On average, the units of the Grand Ducal Fire and Rescue Corps (CGDIS) intervene between 230 and 250 times per day. Ambulances account for the majority of these interventions.

On Thursday, the Saint Barbara's Day celebration for the CGDIS personnel was held for the first time at Cercle Cité in Luxembourg City. CGDIS Director Paul Schroeder used the opportunity to reflect on the last few months. As in previous years, the teams of the CGDIS have had their work cut out for them in 2022, with a record 70,000 interventions.

But there were also other challenges. The CGDIS intervenes between 230 and 250 per day, with ambulances dispatched 80% of the time. According to Schroeder, the CGDIS is increasingly being called for cases that are not emergencies "in the traditional sense of the word."

"Whether it's someone calling 112 for the umpteenth time and getting frustrated because they can't reach a GP, or an ambulance driver on their way to the umpteenth operation of the day, only to see that the patient is waiting at the front door with their suitcase to be taken to the hospital," Schroeder said, adding that in the latter case "this person may then be told 'we are not a taxi'." What this means is that the CGDIS "sometimes has to intervene to make up for shortages or unavailability in the health or social sectors," according to Schroeder.

In this context, the CGDIS would like to launch an awareness campaign to inform the population when to call an ambulance and when not to. At the same time, staff should also be trained to properly deal with such situations.

Schroeder also remarked that staff members are "sometimes unhappy" due to the fact that since the 2018 reform, CGDIS personnel has been hired in different careers.

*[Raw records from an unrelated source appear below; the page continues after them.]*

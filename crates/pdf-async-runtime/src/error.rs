use pdf_pages::PagesError;
use pdf_thumbnails::ThumbnailError;
use thiserror::Error;

#[derive(Error, Debug)]
pub enum RuntimeError {
    /// A server-side conversion reported failure
    #[error("{0}")]
    ExternalService(String),
    #[error("PDF error: {0}")]
    Pages(#[from] PagesError),
    #[error("Thumbnail error: {0}")]
    Thumbnail(#[from] ThumbnailError),
    #[error("Invalid response: {0}")]
    Response(#[from] serde_json::Error),
    #[error("Worker has stopped")]
    Disconnected,
}

pub type Result<T> = std::result::Result<T, RuntimeError>;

As a result, some people working at the CGDIS today "cannot benefit from the same conditions as their work colleagues and therefore, although they do the same work, they don't have the same conditions," Schroeder noted, adding that for some it is even impossible to advance in their career. "There is no specific career for firefighters and nurses, for example, and the general conditions for health personnel at the state level do not adequately account for the situation at the CGDIS," Schroeder explained.

For this reason, those in charge at the CGDIS have decided to reach out to trade union representatives, according to Schroeder.

The CGDIS currently has 3,867 volunteer and 620 professional firefighters.